Il giorno che dà senso a tutti gli altri

Rabbinato centrale Milano
Parashòt

Bemidbàr 5768

“Parlò l’Eterno a Mosè nel deserto di Sinai…” (Bemidbàr 1, 1). Ci fa notare il grande Maestro Rabbì Chaiym Yosèf David Azulai, conosciuto con il suo acronimo come Chiddà, che la ghematrià – il valore numerico, delle parole “Bemidbàr Sinai”, hanno lo stesso valore della parola “shalòm” – pace, cioè 378. I nostri Maestri hanno già fatto notare nella Mechiltà che commenta la parashà di Yitrò, che quando le tribù d’Israele arrivarono nel deserto del Sinai, arrivarono unite, come è scritto (Shemòt 19, 2): “E si accampò lì Israele” come se fosse un’unica cosa, un unico uomo, un unico cuore.
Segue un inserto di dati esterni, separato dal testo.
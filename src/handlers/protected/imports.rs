// handlers/protected/imports.rs - CSV bulk import and export of units

use axum::extract::{Multipart, Query};
use axum::http::{header, StatusCode};
use axum::response::{IntoResponse, Json, Response};
use axum::Extension;
use chrono::Utc;
use serde::Deserialize;
use serde_json::{json, Value};
use sqlx::{PgPool, QueryBuilder};
use uuid::Uuid;

use crate::config;
use crate::database::manager::DatabaseManager;
use crate::database::models::{Currency, UnitStatus, UnitType};
use crate::error::ApiError;
use crate::import::{
    parse_rows, run_import, write_units_csv, BatchResult, ExportRow, ImportOptions, PgImportStore,
};
use crate::middleware::auth::AuthUser;
use crate::middleware::permissions::require_permission;
use crate::services::audit;

#[derive(Debug, Default)]
struct ImportForm {
    file: Option<String>,
    project_id: Option<Uuid>,
    update_existing: bool,
    dry_run: bool,
}

/// POST /api/units/import - multipart form: `file` (CSV), `project_id`,
/// `update_existing` ("true"/"false"), `dry_run` ("true"/"false").
///
/// Per-row failures never abort the batch; the response always reports
/// success with per-row errors listed separately.
pub async fn import_units(
    Extension(user): Extension<AuthUser>,
    mut multipart: Multipart,
) -> Result<Json<Value>, ApiError> {
    require_permission(&user, "units.csv_import")?;

    let form = read_form(&mut multipart).await?;
    let csv_content = form
        .file
        .ok_or_else(|| ApiError::bad_request("Archivo CSV requerido"))?;
    let project_id = form
        .project_id
        .ok_or_else(|| ApiError::bad_request("project_id requerido"))?;

    let pool = DatabaseManager::pool().await?;
    assert_project_in_org(&pool, user.organization_id, project_id).await?;

    let rows = parse_rows(&csv_content)
        .map_err(|e| ApiError::bad_request(format!("CSV inválido: {}", e)))?;
    let max_rows = config::config().import.max_rows_per_batch;
    if rows.len() > max_rows {
        return Err(ApiError::bad_request(format!(
            "El archivo excede el máximo de {} filas",
            max_rows
        )));
    }

    let default_currency = default_currency(&pool).await?;

    let store = PgImportStore::new(pool.clone());
    let opts = ImportOptions {
        project_id,
        update_existing: form.update_existing,
        dry_run: form.dry_run,
    };
    let result = run_import(&store, &rows, &default_currency, &opts).await;

    audit::record_import_batch(&pool, &user, project_id, &result).await;

    Ok(Json(batch_response(&result)))
}

/// Shape the batch outcome into the import response contract. The errors
/// array is omitted entirely when every row succeeded.
fn batch_response(result: &BatchResult) -> Value {
    let message = if result.dry_run {
        "Vista previa de importación (no se aplicaron cambios)".to_string()
    } else {
        format!(
            "Importación completada: {} exitosas, {} errores",
            result.successes(),
            result.errors()
        )
    };

    let mut body = json!({
        "success": true,
        "data": {
            "total_rows": result.total_rows,
            "created": result.created,
            "updated": result.updated,
            "errors": result.errors(),
            "dry_run": result.dry_run,
        },
        "message": message,
    });
    if !result.failures.is_empty() {
        body["errors"] = json!(result.failures);
    }
    body
}

async fn read_form(multipart: &mut Multipart) -> Result<ImportForm, ApiError> {
    let mut form = ImportForm::default();
    while let Some(field) = multipart
        .next_field()
        .await
        .map_err(|e| ApiError::bad_request(format!("Formulario inválido: {}", e)))?
    {
        let name = field.name().unwrap_or_default().to_string();
        let value = field
            .text()
            .await
            .map_err(|e| ApiError::bad_request(format!("Formulario inválido: {}", e)))?;
        match name.as_str() {
            "file" => form.file = Some(value),
            "project_id" => {
                let id = value
                    .parse::<Uuid>()
                    .map_err(|_| ApiError::bad_request("project_id inválido"))?;
                form.project_id = Some(id);
            }
            "update_existing" => form.update_existing = value == "true",
            "dry_run" => form.dry_run = value == "true",
            _ => {}
        }
    }
    Ok(form)
}

#[derive(Debug, Deserialize)]
pub struct ExportQuery {
    pub project_id: Option<Uuid>,
    pub status: Option<String>,
    pub unit_type: Option<String>,
}

/// GET /api/units/export - filtered units as a text/csv attachment named
/// units_export_<timestamp>.csv
pub async fn export_units(
    Extension(user): Extension<AuthUser>,
    Query(query): Query<ExportQuery>,
) -> Result<Response, ApiError> {
    require_permission(&user, "units.view")?;
    let pool = DatabaseManager::pool().await?;

    let status = query
        .status
        .as_deref()
        .map(|raw| {
            UnitStatus::parse(&raw.to_uppercase())
                .ok_or_else(|| ApiError::bad_request(format!("Estado de unidad inválido: {}", raw)))
        })
        .transpose()?;
    let unit_type = query
        .unit_type
        .as_deref()
        .map(|raw| {
            UnitType::parse(&raw.to_uppercase())
                .ok_or_else(|| ApiError::bad_request(format!("Tipo de unidad inválido: {}", raw)))
        })
        .transpose()?;

    let mut qb = QueryBuilder::new(
        "SELECT u.sku, u.name, u.unit_type, u.status, u.price, \
                c.code AS currency_code, u.bedrooms, u.bathrooms, u.area_sqm, \
                u.floor, p.name AS project_name \
         FROM units u \
         JOIN projects p ON p.id = u.project_id \
         JOIN currencies c ON c.id = u.currency_id \
         WHERE p.organization_id = ",
    );
    qb.push_bind(user.organization_id);
    if let Some(project_id) = query.project_id {
        qb.push(" AND u.project_id = ");
        qb.push_bind(project_id);
    }
    if let Some(status) = status {
        qb.push(" AND u.status = ");
        qb.push_bind(status);
    }
    if let Some(unit_type) = unit_type {
        qb.push(" AND u.unit_type = ");
        qb.push_bind(unit_type);
    }
    qb.push(" ORDER BY p.name, u.sku");

    let rows: Vec<ExportRecord> = qb.build_query_as().fetch_all(&pool).await?;
    let export_rows: Vec<ExportRow> = rows.into_iter().map(ExportRecord::into_row).collect();

    let csv = write_units_csv(&export_rows)
        .map_err(|e| ApiError::internal_server_error(format!("Error al generar CSV: {}", e)))?;

    let filename = format!("units_export_{}.csv", Utc::now().format("%Y%m%d_%H%M%S"));
    let response = (
        StatusCode::OK,
        [
            (header::CONTENT_TYPE, "text/csv; charset=utf-8".to_string()),
            (
                header::CONTENT_DISPOSITION,
                format!("attachment; filename=\"{}\"", filename),
            ),
        ],
        csv,
    )
        .into_response();
    Ok(response)
}

#[derive(Debug, sqlx::FromRow)]
struct ExportRecord {
    sku: String,
    name: Option<String>,
    unit_type: UnitType,
    status: UnitStatus,
    price: rust_decimal::Decimal,
    currency_code: String,
    bedrooms: Option<i32>,
    bathrooms: Option<rust_decimal::Decimal>,
    area_sqm: Option<rust_decimal::Decimal>,
    floor: Option<i32>,
    project_name: String,
}

impl ExportRecord {
    fn into_row(self) -> ExportRow {
        ExportRow {
            sku: self.sku,
            name: self.name,
            unit_type: self.unit_type,
            status: self.status,
            price: self.price,
            currency_code: self.currency_code,
            bedrooms: self.bedrooms,
            bathrooms: self.bathrooms,
            area_sqm: self.area_sqm,
            floor: self.floor,
            project_name: self.project_name,
        }
    }
}

async fn assert_project_in_org(
    pool: &PgPool,
    organization_id: Uuid,
    project_id: Uuid,
) -> Result<(), ApiError> {
    let found: Option<(Uuid,)> =
        sqlx::query_as("SELECT id FROM projects WHERE id = $1 AND organization_id = $2")
            .bind(project_id)
            .bind(organization_id)
            .fetch_optional(pool)
            .await?;
    found.map(|_| ()).ok_or_else(|| ApiError::not_found("Proyecto no encontrado"))
}

async fn default_currency(pool: &PgPool) -> Result<Currency, ApiError> {
    let code = &config::config().import.default_currency;
    sqlx::query_as::<_, Currency>("SELECT * FROM currencies WHERE code = $1")
        .bind(code)
        .fetch_optional(pool)
        .await?
        .ok_or_else(|| {
            ApiError::internal_server_error(format!("Moneda por defecto no configurada: {}", code))
        })
}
Grazie a questa unità i nostri padri meritarono di ricevere la Torà dalla bocca del Signore. Aggiunge il Chiddà a riguardo: visto che questa parashà viene letta tutti gli anni durante lo Shabbàt che precede la festa di Shavuòt, sembra ovvio che in tale periodo bisogna cercare di riappacificarsi con il prossimo prima della festa che ricorda il dono della Torà. Così com’è uso di anno in anno riappacificarsi con il prossimo prima di Kippùr.